Theoretically, using different antenna for each frequency band can
solve the aforesaid problems. However, multiple antennas will
inevitably increase the cost of manufacturing portable wireless
communication devices, and occupy a large space within portable
wireless communication devices.
[0006] Therefore, there is room for improvement within the art.
BRIEF DESCRIPTION OF THE DRAWINGS
[0007] Many aspects of the multiband antenna and the portable
wireless communication device can be better understood with
reference to the following drawings. The components in the drawings
are not necessarily drawn to scale, the emphasis instead being
placed upon clearly illustrating the principles of the multiband
antenna and the portable wireless communication device.
[0008] FIG. 1 shows a front elevational view of a multiband antenna
mounted on a base board of a portable wireless communication
device, according to the first exemplary embodiment.
[0009] FIG. 2 shows exemplary dimensions of an exemplary embodiment
of the multiband antenna of FIG. 1.
[0010] FIG. 3 shows an exemplary test graph obtained from the
multiband antenna of FIG. 1, disclosing return loss varying with
frequency.
[0011] FIG. 4 shows a front elevational view of a multiband antenna
mounted on a base board of a portable wireless communication
device, according to the second exemplary embodiment.
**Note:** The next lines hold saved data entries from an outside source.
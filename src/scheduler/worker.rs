/*!
 * Worker Pool
 *
 * Thread-context units, each moved into its own OS thread. Workers are spawned
 * lazily: a new one only when every existing worker is busy and the bound
 * allows it, otherwise the least-loaded worker takes the process.
 *
 * The worker list is read on every thread submission and written only on
 * spawn, so it lives behind an ArcSwap.
 */

use super::config::UnitConfig;
use super::queues::UnitQueues;
use super::registry::Registry;
use super::unit::ExecutionUnit;
use crate::core::errors::{SchedulerError, SchedulerResult};
use crate::core::limits::WORKER_THREAD_PREFIX;
use crate::core::types::Context;
use crate::monitoring::{UnitStats, UnitStatsSnapshot};
use crate::process::StopReason;
use arc_swap::ArcSwap;
use parking_lot::Mutex;
use std::sync::atomic::{AtomicBool, Ordering};
use std::sync::Arc;
use std::thread::{self, JoinHandle};
use std::time::Duration;
use tracing::{debug, info, warn};

/// Producer-side view of one worker
pub(crate) struct Worker {
    index: usize,
    queues: Arc<UnitQueues>,
    stats: Arc<UnitStats>,
    thread: Mutex<Option<JoinHandle<()>>>,
}

impl Worker {
    #[inline]
    pub fn index(&self) -> usize {
        self.index
    }

    #[inline]
    pub fn queues(&self) -> &Arc<UnitQueues> {
        &self.queues
    }

    /// Processes joined to this worker
    #[inline]
    pub fn load(&self) -> usize {
        self.queues.reserved()
    }

    pub fn snapshot(&self) -> UnitStatsSnapshot {
        self.stats.snapshot()
    }
}

pub(crate) struct WorkerPool {
    workers: ArcSwap<Vec<Arc<Worker>>>,
    spawn_lock: Mutex<()>,
    max_workers: usize,
    unit_config: UnitConfig,
    idle_sleep: Duration,
    registry: Arc<Registry>,
    shutdown: Arc<AtomicBool>,
}

impl WorkerPool {
    pub fn new(
        max_workers: usize,
        unit_config: UnitConfig,
        idle_sleep: Duration,
        registry: Arc<Registry>,
    ) -> Self {
        Self {
            workers: ArcSwap::from_pointee(Vec::new()),
            spawn_lock: Mutex::new(()),
            max_workers: max_workers.max(1),
            unit_config,
            idle_sleep,
            registry,
            shutdown: Arc::new(AtomicBool::new(false)),
        }
    }

    /// Worker that should take the next thread-context process
    pub fn select(&self) -> SchedulerResult<Arc<Worker>> {
        if self.shutdown.load(Ordering::Acquire) {
            return Err(SchedulerError::ShuttingDown);
        }
        if let Some(worker) = self.pick(&self.workers.load()) {
            return Ok(worker);
        }

        let _guard = self.spawn_lock.lock();
        if self.shutdown.load(Ordering::Acquire) {
            return Err(SchedulerError::ShuttingDown);
        }
        // Another submitter may have spawned while we waited
        let current = self.workers.load_full();
        if let Some(worker) = self.pick(&current) {
            return Ok(worker);
        }

        let worker = self.spawn(current.len())?;
        let mut next = Vec::with_capacity(current.len() + 1);
        next.extend(current.iter().cloned());
        next.push(Arc::clone(&worker));
        self.workers.store(Arc::new(next));
        Ok(worker)
    }

    /// An idle worker, or the least loaded one once the bound is reached
    fn pick(&self, workers: &[Arc<Worker>]) -> Option<Arc<Worker>> {
        let least = workers.iter().min_by_key(|worker| worker.load())?;
        if least.load() == 0 || workers.len() >= self.max_workers {
            Some(Arc::clone(least))
        } else {
            None
        }
    }

    fn spawn(&self, index: usize) -> SchedulerResult<Arc<Worker>> {
        let unit = ExecutionUnit::new(
            Context::Thread,
            Some(index),
            self.unit_config,
            Arc::clone(&self.registry),
        );
        let queues = Arc::clone(unit.queues());
        let stats = Arc::clone(unit.stats());
        let shutdown = Arc::clone(&self.shutdown);
        let idle_sleep = self.idle_sleep;

        let thread = thread::Builder::new()
            .name(format!("{}-{}", WORKER_THREAD_PREFIX, index))
            .spawn(move || run_worker(unit, shutdown, idle_sleep))
            .map_err(|e| SchedulerError::WorkerSpawn(e.to_string()))?;

        info!(worker = index, max = self.max_workers, "Worker thread spawned");
        Ok(Arc::new(Worker {
            index,
            queues,
            stats,
            thread: Mutex::new(Some(thread)),
        }))
    }

    pub fn get(&self, index: usize) -> Option<Arc<Worker>> {
        self.workers.load().get(index).cloned()
    }

    pub fn len(&self) -> usize {
        self.workers.load().len()
    }

    pub fn snapshots(&self) -> Vec<UnitStatsSnapshot> {
        self.workers.load().iter().map(|w| w.snapshot()).collect()
    }

    /// Stop every worker and wait for it to evict its processes
    pub fn shutdown(&self) {
        if self.shutdown.swap(true, Ordering::AcqRel) {
            return;
        }
        let _guard = self.spawn_lock.lock();
        for worker in self.workers.load().iter() {
            if let Some(thread) = worker.thread.lock().take() {
                if thread.join().is_err() {
                    warn!(worker = worker.index, "Worker thread panicked");
                }
            }
        }
        info!(workers = self.len(), "Worker pool shut down");
    }
}

impl Drop for WorkerPool {
    fn drop(&mut self) {
        self.shutdown();
    }
}

fn run_worker(mut unit: ExecutionUnit, shutdown: Arc<AtomicBool>, idle_sleep: Duration) {
    debug!("Worker loop started");
    while !shutdown.load(Ordering::Acquire) {
        let report = unit.tick_wall();
        if report.idle {
            thread::sleep(idle_sleep);
        } else {
            thread::yield_now();
        }
    }
    let evicted = unit.shutdown(StopReason::Shutdown);
    debug!(evicted, "Worker loop stopped");
}
/*!
 * Process State Machine
 *
 * Idle -> Ready -> Added -> Started -> Running -> (Stopped | Removed)
 *
 * `Added` and `Started` are one-shot states emitted the tick a slot goes live.
 * `Stopped` means the process finished on its own (completed, failed or
 * collapsed); `Removed` means it was cancelled from outside. Both are terminal
 * and only lead back to `Idle` through an explicit restart.
 */

use crate::core::errors::{SchedulerError, SchedulerResult};
use serde::{Deserialize, Serialize};
use std::fmt;
use std::sync::atomic::{AtomicU8, Ordering};

/// Lifecycle state of a process handle
#[derive(Debug, Clone, Copy, PartialEq, Eq, Hash, Serialize, Deserialize)]
#[serde(rename_all = "snake_case")]
#[repr(u8)]
pub enum ProcessState {
    /// Constructed, not submitted
    Idle = 0,
    /// Accepted by the scheduler, not yet placed by any unit
    Ready = 1,
    /// Holds a slot; waiting on its start gate
    Added = 2,
    /// Start gate passed this tick
    Started = 3,
    /// Polled every tick
    Running = 4,
    /// Finished on its own
    Stopped = 5,
    /// Cancelled from outside
    Removed = 6,
}

impl ProcessState {
    #[inline]
    pub const fn is_terminal(self) -> bool {
        matches!(self, ProcessState::Stopped | ProcessState::Removed)
    }

    /// States in which a per-context slot address is meaningful
    #[inline]
    pub const fn is_live(self) -> bool {
        matches!(
            self,
            ProcessState::Added | ProcessState::Started | ProcessState::Running
        )
    }

    /// Submitted and not yet terminal
    #[inline]
    pub const fn is_scheduled(self) -> bool {
        matches!(self, ProcessState::Ready) || self.is_live()
    }

    /// Legal edges of the lifecycle graph
    pub const fn can_transition_to(self, to: ProcessState) -> bool {
        use ProcessState::*;
        matches!(
            (self, to),
            (Idle, Ready)
                | (Ready, Added)
                | (Ready, Stopped)
                | (Ready, Removed)
                | (Added, Started)
                | (Added, Stopped)
                | (Added, Removed)
                | (Started, Running)
                | (Started, Stopped)
                | (Started, Removed)
                | (Running, Stopped)
                | (Running, Removed)
                | (Stopped, Idle)
                | (Removed, Idle)
        )
    }

    const fn from_u8(raw: u8) -> ProcessState {
        match raw {
            0 => ProcessState::Idle,
            1 => ProcessState::Ready,
            2 => ProcessState::Added,
            3 => ProcessState::Started,
            4 => ProcessState::Running,
            5 => ProcessState::Stopped,
            _ => ProcessState::Removed,
        }
    }
}

impl fmt::Display for ProcessState {
    fn fmt(&self, f: &mut fmt::Formatter<'_>) -> fmt::Result {
        let name = match self {
            ProcessState::Idle => "idle",
            ProcessState::Ready => "ready",
            ProcessState::Added => "added",
            ProcessState::Started => "started",
            ProcessState::Running => "running",
            ProcessState::Stopped => "stopped",
            ProcessState::Removed => "removed",
        };
        f.write_str(name)
    }
}

/// Lock-free state cell shared between the facade and every owning unit
#[derive(Debug)]
pub struct AtomicState(AtomicU8);

impl AtomicState {
    pub const fn new(state: ProcessState) -> Self {
        Self(AtomicU8::new(state as u8))
    }

    #[inline(always)]
    pub fn load(&self) -> ProcessState {
        ProcessState::from_u8(self.0.load(Ordering::Acquire))
    }

    /// Move `from -> to` if the cell still holds `from`
    ///
    /// Returns the observed state on failure so callers can tell a lost race
    /// from an illegal edge.
    pub fn transition(&self, from: ProcessState, to: ProcessState) -> SchedulerResult<()> {
        if !from.can_transition_to(to) {
            return Err(SchedulerError::InvalidStateTransition { from, to });
        }
        self.0
            .compare_exchange(from as u8, to as u8, Ordering::AcqRel, Ordering::Acquire)
            .map(|_| ())
            .map_err(|actual| SchedulerError::InvalidStateTransition {
                from: ProcessState::from_u8(actual),
                to,
            })
    }

    /// Move from whatever the current state is to `to`, if that edge is legal
    ///
    /// Returns the state that was replaced.
    pub fn advance(&self, to: ProcessState) -> SchedulerResult<ProcessState> {
        let mut current = self.0.load(Ordering::Acquire);
        loop {
            let from = ProcessState::from_u8(current);
            if !from.can_transition_to(to) {
                return Err(SchedulerError::InvalidStateTransition { from, to });
            }
            match self.0.compare_exchange_weak(
                current,
                to as u8,
                Ordering::AcqRel,
                Ordering::Acquire,
            ) {
                Ok(_) => return Ok(from),
                Err(actual) => current = actual,
            }
        }
    }
}
/*!
 * Monitoring
 * Structured tracing and lock-free scheduler statistics
 */

mod stats;
mod tracer;

pub use stats::{SchedulerStats, UnitStats, UnitStatsSnapshot};
pub use tracer::{init_tracing, span_tick, TickSpan};
/*!
 * Scheduler Limits and Constants
 *
 * Centralized location for capacities, batch sizes and timing defaults.
 * Performance-critical constants are marked with [PERF].
 */

use std::time::Duration;

// =============================================================================
// CAPACITY
// =============================================================================

/// Default slot capacity of one execution unit
/// Callers provision capacity up front; units never grow
pub const DEFAULT_UNIT_CAPACITY: usize = 4096;

/// Default bound on requests waiting in one add-queue or remove-queue
pub const DEFAULT_QUEUE_CAPACITY: usize = 8192;

/// Recycled handles kept around for reuse
pub const DEFAULT_HANDLE_POOL_CAPACITY: usize = 256;

/// Upper bound accepted for any configured capacity
pub const MAX_UNIT_CAPACITY: usize = 1 << 20;

// =============================================================================
// BATCHING
// =============================================================================

/// Additions drained per tick are pending / this divisor (at least one)
/// [PERF] Keeps a burst of submissions from stalling the hot iteration
pub const DEFAULT_ADD_BATCH_DIVISOR: usize = 4;

// =============================================================================
// TIME SLICING
// =============================================================================

/// Per-tick polling budget of the async (time-sliced) unit
pub const DEFAULT_ASYNC_BUDGET: Duration = Duration::from_millis(4);

/// Time scale applied to host-supplied frame deltas unless overridden
pub const DEFAULT_TIME_SCALE: f64 = 1.0;

/// Ticks longer than this are logged as slow
pub const SLOW_TICK_THRESHOLD: Duration = Duration::from_millis(50);

// =============================================================================
// WORKER THREADS
// =============================================================================

/// Fraction of logical processors used for the default worker bound
pub const WORKER_CPU_DIVISOR: usize = 4;

/// Hard ceiling on worker threads regardless of configuration
pub const MAX_WORKER_THREADS: usize = 64;

/// Sleep between ticks of an idle worker
/// [PERF] Long enough to stop busy-spinning, short enough for sub-frame latency
pub const DEFAULT_WORKER_IDLE_SLEEP: Duration = Duration::from_millis(1);

/// Thread name prefix for worker threads
pub const WORKER_THREAD_PREFIX: &str = "tickflow-worker";

/// Default worker bound: a fraction of available logical processors, at least one
pub fn default_worker_threads() -> usize {
    let logical = std::thread::available_parallelism()
        .map(|n| n.get())
        .unwrap_or(1);
    (logical / WORKER_CPU_DIVISOR).clamp(1, MAX_WORKER_THREADS)
}
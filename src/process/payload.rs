/*!
 * Process Payloads
 *
 * The work a handle performs each poll: either a capability object
 * implementing [`Task`] or a plain callback. Capabilities are captured once
 * into a [`PayloadProfile`] when the payload is installed, never re-queried
 * on the hot path.
 */

use super::types::StopReason;
use crate::core::id::ProcessId;
use crate::core::types::{Context, ContextMask};
use std::fmt;
use std::time::Duration;

/// Outcome of one poll
#[derive(Debug)]
pub enum Poll {
    /// Not finished; poll again next tick
    Continue,
    /// Finished; eligible for completion once the gate agrees
    Done,
    /// Failed; the process stops and its cleanup still runs
    Failed(anyhow::Error),
}

impl Poll {
    /// Map "keep looping" style predicates onto a poll outcome
    #[inline]
    pub fn keep_going(keep_going: bool) -> Self {
        if keep_going {
            Poll::Continue
        } else {
            Poll::Done
        }
    }

    #[inline]
    pub fn is_continue(&self) -> bool {
        matches!(self, Poll::Continue)
    }

    #[inline]
    pub fn is_done(&self) -> bool {
        matches!(self, Poll::Done)
    }

    pub fn failed(err: impl Into<anyhow::Error>) -> Self {
        Poll::Failed(err.into())
    }
}

impl<E: Into<anyhow::Error>> From<Result<bool, E>> for Poll {
    fn from(result: Result<bool, E>) -> Self {
        match result {
            Ok(keep_going) => Poll::keep_going(keep_going),
            Err(err) => Poll::Failed(err.into()),
        }
    }
}

/// Per-poll view handed to a payload
#[derive(Debug, Clone, Copy, PartialEq, Eq)]
pub struct Tick {
    pub id: ProcessId,
    pub context: Context,
    /// Time since this process's previous poll in this context
    pub delta: Duration,
    /// Time accumulated by this process in this context
    pub elapsed: Duration,
    /// Tick counter of the owning unit
    pub frame: u64,
}

/// Capability object contract
///
/// `contexts` is read once at submission to decide which units the process
/// joins. The same `poll` serves every declared context; `tick.context` says
/// which loop is calling.
pub trait Task: Send + 'static {
    /// Contexts this task can run in
    fn contexts(&self) -> ContextMask;

    /// Perform one slice of work
    fn poll(&mut self, tick: &Tick) -> Poll;

    /// Gating predicate checked while the process waits in `Added`
    fn can_start(&mut self, _context: Context) -> bool {
        true
    }

    /// Completion gate checked after a `Done` poll
    fn can_complete(&mut self, _context: Context) -> bool {
        true
    }

    /// Returning false collapses the process on its next poll
    fn is_alive(&self) -> bool {
        true
    }

    /// Cleanup hook, invoked exactly once at eviction
    fn on_stop(&mut self, _reason: StopReason) {}
}

/// Plain callback payload
pub type Callback = Box<dyn FnMut(&Tick) -> Poll + Send>;

/// Kind of payload, for reporting
#[derive(Debug, Clone, Copy, PartialEq, Eq, serde::Serialize, serde::Deserialize)]
#[serde(rename_all = "snake_case")]
pub enum PayloadKind {
    Empty,
    Task,
    Callback,
}

/// Capabilities captured from a payload when it is installed
#[derive(Debug, Clone, Copy, PartialEq, Eq)]
pub struct PayloadProfile {
    pub kind: PayloadKind,
    /// `None` means unconstrained
    pub declared: Option<ContextMask>,
}

impl Default for PayloadProfile {
    fn default() -> Self {
        Self {
            kind: PayloadKind::Empty,
            declared: None,
        }
    }
}

/// Work attached to a handle
#[derive(Default)]
pub enum Payload {
    /// Nothing beyond an attached job
    #[default]
    Empty,
    Task(Box<dyn Task>),
    Callback(Callback),
}

impl Payload {
    pub fn task<T: Task>(task: T) -> Self {
        Payload::Task(Box::new(task))
    }

    pub fn callback<F>(f: F) -> Self
    where
        F: FnMut(&Tick) -> Poll + Send + 'static,
    {
        Payload::Callback(Box::new(f))
    }

    pub fn kind(&self) -> PayloadKind {
        match self {
            Payload::Empty => PayloadKind::Empty,
            Payload::Task(_) => PayloadKind::Task,
            Payload::Callback(_) => PayloadKind::Callback,
        }
    }

    /// Contexts the payload itself declares; `None` means unconstrained
    pub fn declared_contexts(&self) -> Option<ContextMask> {
        match self {
            Payload::Task(task) => Some(task.contexts()),
            Payload::Empty | Payload::Callback(_) => None,
        }
    }

    pub fn profile(&self) -> PayloadProfile {
        PayloadProfile {
            kind: self.kind(),
            declared: self.declared_contexts(),
        }
    }

    #[inline]
    pub fn poll(&mut self, tick: &Tick) -> Poll {
        match self {
            Payload::Empty => Poll::Done,
            Payload::Task(task) => task.poll(tick),
            Payload::Callback(f) => f(tick),
        }
    }

    #[inline]
    pub fn can_start(&mut self, context: Context) -> bool {
        match self {
            Payload::Task(task) => task.can_start(context),
            _ => true,
        }
    }

    #[inline]
    pub fn can_complete(&mut self, context: Context) -> bool {
        match self {
            Payload::Task(task) => task.can_complete(context),
            _ => true,
        }
    }

    #[inline]
    pub fn is_alive(&self) -> bool {
        match self {
            Payload::Task(task) => task.is_alive(),
            _ => true,
        }
    }

    pub fn on_stop(&mut self, reason: StopReason) {
        if let Payload::Task(task) = self {
            task.on_stop(reason);
        }
    }
}

impl fmt::Debug for Payload {
    fn fmt(&self, f: &mut fmt::Formatter<'_>) -> fmt::Result {
        match self {
            Payload::Empty => f.write_str("Payload::Empty"),
            Payload::Task(task) => write!(f, "Payload::Task({})", task.contexts()),
            Payload::Callback(_) => f.write_str("Payload::Callback"),
        }
    }
}

#[cfg(test)]
mod tests {
    use super::*;

    struct Countdown(u32);

    impl Task for Countdown {
        fn contexts(&self) -> ContextMask {
            Context::Update | Context::FixedUpdate
        }

        fn poll(&mut self, _tick: &Tick) -> Poll {
            self.0 = self.0.saturating_sub(1);
            Poll::keep_going(self.0 > 0)
        }
    }

    fn tick() -> Tick {
        Tick {
            id: ProcessId(1),
            context: Context::Update,
            delta: Duration::ZERO,
            elapsed: Duration::ZERO,
            frame: 0,
        }
    }

    #[test]
    fn test_task_payload() {
        let mut payload = Payload::task(Countdown(2));
        assert_eq!(payload.kind(), PayloadKind::Task);
        assert_eq!(
            payload.declared_contexts(),
            Some(Context::Update | Context::FixedUpdate)
        );
        assert!(payload.poll(&tick()).is_continue());
        assert!(payload.poll(&tick()).is_done());
    }

    #[test]
    fn test_callback_payload_unconstrained() {
        let mut payload = Payload::callback(|_| Poll::Done);
        assert_eq!(payload.declared_contexts(), None);
        assert_eq!(payload.profile().kind, PayloadKind::Callback);
        assert!(payload.can_start(Context::Thread));
        assert!(payload.poll(&tick()).is_done());
    }

    #[test]
    fn test_result_conversion() {
        let ok: Result<bool, std::io::Error> = Ok(true);
        assert!(Poll::from(ok).is_continue());

        let err: Result<bool, std::io::Error> =
            Err(std::io::Error::new(std::io::ErrorKind::Other, "disk"));
        assert!(matches!(Poll::from(err), Poll::Failed(_)));
    }

    #[test]
    fn test_empty_payload_is_done() {
        let mut payload = Payload::Empty;
        assert!(payload.poll(&tick()).is_done());
        assert!(payload.is_alive());
    }
}
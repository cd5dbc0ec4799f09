/*!
 * Unit Clock
 * Scaled and unscaled time as seen by one execution unit
 */

use crate::core::limits::DEFAULT_TIME_SCALE;
use std::time::{Duration, Instant};

/// Time step handed to a unit by its driver
#[derive(Debug, Clone, Copy, PartialEq)]
pub struct FrameTime {
    /// Unscaled step since the previous tick
    pub delta: Duration,
    /// Multiplier applied for processes that use time scale
    pub time_scale: f64,
}

impl FrameTime {
    pub const fn new(delta: Duration) -> Self {
        Self {
            delta,
            time_scale: DEFAULT_TIME_SCALE,
        }
    }

    pub fn from_secs_f64(seconds: f64) -> Self {
        Self::new(Duration::from_secs_f64(seconds.max(0.0)))
    }

    pub const fn with_time_scale(mut self, time_scale: f64) -> Self {
        self.time_scale = time_scale;
        self
    }

    /// Delta after applying the time scale; negative or NaN scales read as zero
    #[inline]
    pub fn scaled_delta(&self) -> Duration {
        if self.time_scale.is_finite() && self.time_scale > 0.0 {
            self.delta.mul_f64(self.time_scale)
        } else {
            Duration::ZERO
        }
    }
}

impl Default for FrameTime {
    fn default() -> Self {
        Self::new(Duration::ZERO)
    }
}

/// Accumulated time of one unit
#[derive(Debug, Clone)]
pub struct UnitClock {
    last_wall: Option<Instant>,
    elapsed: Duration,
    unscaled_elapsed: Duration,
    delta: Duration,
    unscaled_delta: Duration,
}

impl UnitClock {
    pub fn new() -> Self {
        Self {
            last_wall: None,
            elapsed: Duration::ZERO,
            unscaled_elapsed: Duration::ZERO,
            delta: Duration::ZERO,
            unscaled_delta: Duration::ZERO,
        }
    }

    /// Frame time measured from the wall clock since the previous call
    ///
    /// Self-driven units call this once per loop; the first call yields zero.
    pub fn wall_frame(&mut self) -> FrameTime {
        let now = Instant::now();
        let delta = self
            .last_wall
            .map_or(Duration::ZERO, |last| now.saturating_duration_since(last));
        self.last_wall = Some(now);
        FrameTime::new(delta)
    }

    pub fn advance(&mut self, time: FrameTime) {
        self.unscaled_delta = time.delta;
        self.delta = time.scaled_delta();
        self.unscaled_elapsed += self.unscaled_delta;
        self.elapsed += self.delta;
    }

    /// Clock value a process samples for its own timing
    #[inline(always)]
    pub fn sample(&self, uses_time_scale: bool) -> Duration {
        if uses_time_scale {
            self.elapsed
        } else {
            self.unscaled_elapsed
        }
    }

    #[inline]
    pub fn elapsed(&self) -> Duration {
        self.elapsed
    }

    #[inline]
    pub fn unscaled_elapsed(&self) -> Duration {
        self.unscaled_elapsed
    }

    #[inline]
    pub fn delta(&self) -> Duration {
        self.delta
    }

    #[inline]
    pub fn unscaled_delta(&self) -> Duration {
        self.unscaled_delta
    }
}

impl Default for UnitClock {
    fn default() -> Self {
        Self::new()
    }
}

#[cfg(test)]
mod tests {
    use super::*;

    #[test]
    fn test_scaled_and_unscaled_accumulate_separately() {
        let mut clock = UnitClock::new();
        clock.advance(FrameTime::new(Duration::from_millis(10)).with_time_scale(0.5));
        clock.advance(FrameTime::new(Duration::from_millis(10)).with_time_scale(2.0));

        assert_eq!(clock.unscaled_elapsed(), Duration::from_millis(20));
        assert_eq!(clock.elapsed(), Duration::from_millis(25));
        assert_eq!(clock.delta(), Duration::from_millis(20));
        assert_eq!(clock.sample(true), Duration::from_millis(25));
        assert_eq!(clock.sample(false), Duration::from_millis(20));
    }

    #[test]
    fn test_invalid_time_scale_reads_as_paused() {
        let frame = FrameTime::new(Duration::from_millis(16)).with_time_scale(-1.0);
        assert_eq!(frame.scaled_delta(), Duration::ZERO);
        let frame = FrameTime::new(Duration::from_millis(16)).with_time_scale(f64::NAN);
        assert_eq!(frame.scaled_delta(), Duration::ZERO);
    }

    #[test]
    fn test_wall_frame_first_call_is_zero() {
        let mut clock = UnitClock::new();
        assert_eq!(clock.wall_frame().delta, Duration::ZERO);
        std::thread::sleep(Duration::from_millis(2));
        assert!(clock.wall_frame().delta >= Duration::from_millis(2));
    }
}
[0012] FIG. 5 shows an exemplary test graph obtained from the
multiband antenna of FIG. 4, disclosing return loss varying with
frequency.
DETAILED DESCRIPTION
[0013] FIG. 1 shows a multiband antenna 10 according to the first
exemplary embodiment. In use, the multiband antenna 10 is installed
on a base board 30 of a portable electronic device (not shown),
such as a mobile phone and a personal digital assistant (PDA), to
receive and/or send wireless signals. In the first exemplary
embodiment, the multiband antenna 10 is formed on the base board 30
with copper material using sculpture printing.
[0014] The base board 30 is a printed circuit board including a
mounting portion 31 and a grounding portion 32. The mounting
portion 31 is configured for mounting on the multiband antenna 10.
The grounding portion 32 is for providing a grounding plane for the
multiband antenna 10.
[0015] The multiband antenna 10 includes a feed end 11, a grounding
end 12, a first radiating arm 13, a connecting portion 14, a second
radiating arm 15 and a third radiating arm 16. The feed end 11 and
the grounding end 12 are connected to the first radiating arm 13 to
form an F-shaped antenna, and obtain a first resonance frequency.
The second radiating arm 15 generates a coupling effect with the
first radiating arm 13, and obtains a second resonance frequency.
The third radiating arm 16 generates a coupling effect with the
second radiating arm 15, and obtains a third resonance frequency.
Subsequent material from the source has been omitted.